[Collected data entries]

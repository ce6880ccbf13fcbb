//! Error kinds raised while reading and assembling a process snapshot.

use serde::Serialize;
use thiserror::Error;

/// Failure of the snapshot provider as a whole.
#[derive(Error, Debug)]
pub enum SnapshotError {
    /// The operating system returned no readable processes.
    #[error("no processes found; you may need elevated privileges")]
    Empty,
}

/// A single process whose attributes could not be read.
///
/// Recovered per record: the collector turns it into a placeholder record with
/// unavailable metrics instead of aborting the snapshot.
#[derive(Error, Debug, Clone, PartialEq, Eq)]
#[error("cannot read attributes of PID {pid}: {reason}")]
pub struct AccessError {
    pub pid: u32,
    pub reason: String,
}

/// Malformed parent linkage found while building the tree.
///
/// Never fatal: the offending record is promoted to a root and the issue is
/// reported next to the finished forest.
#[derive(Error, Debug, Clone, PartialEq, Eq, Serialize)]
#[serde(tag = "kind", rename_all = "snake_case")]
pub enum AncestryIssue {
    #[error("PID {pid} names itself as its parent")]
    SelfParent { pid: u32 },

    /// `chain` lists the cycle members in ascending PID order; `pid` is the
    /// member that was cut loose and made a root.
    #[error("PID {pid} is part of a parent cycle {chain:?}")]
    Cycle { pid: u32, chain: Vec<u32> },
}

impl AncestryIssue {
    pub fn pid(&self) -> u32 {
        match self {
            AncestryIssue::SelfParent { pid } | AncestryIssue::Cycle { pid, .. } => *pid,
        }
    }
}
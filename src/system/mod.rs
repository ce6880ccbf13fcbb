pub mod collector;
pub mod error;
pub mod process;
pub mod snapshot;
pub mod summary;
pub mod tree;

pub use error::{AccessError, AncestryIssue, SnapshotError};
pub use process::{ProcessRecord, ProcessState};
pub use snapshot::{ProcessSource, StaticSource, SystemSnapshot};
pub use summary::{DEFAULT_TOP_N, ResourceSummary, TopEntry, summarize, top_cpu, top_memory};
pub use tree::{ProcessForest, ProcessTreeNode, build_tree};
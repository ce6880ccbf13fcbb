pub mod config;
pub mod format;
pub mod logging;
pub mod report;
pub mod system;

◆ **EXERCISE PROMPT**: When the line with "no readable processes." is reached in the data above, begin copying, and stop after the line with "the finished forest."; copy each line exactly, both ends included.

◆ **RESPONSE TO THE EXERCISE**:
    /// The operating system returned no readable processes.
    #[error("no processes found; you may need elevated privileges")]
    Empty,
}

/// A single process whose attributes could not be read.
///
/// Recovered per record: the collector turns it into a placeholder record with
/// unavailable metrics instead of aborting the snapshot.
#[derive(Error, Debug, Clone, PartialEq, Eq)]
#[error("cannot read attributes of PID {pid}: {reason}")]
pub struct AccessError {
    pub pid: u32,
    pub reason: String,
}

/// Malformed parent linkage found while building the tree.
///
/// Never fatal: the offending record is promoted to a root and the issue is
/// reported next to the finished forest.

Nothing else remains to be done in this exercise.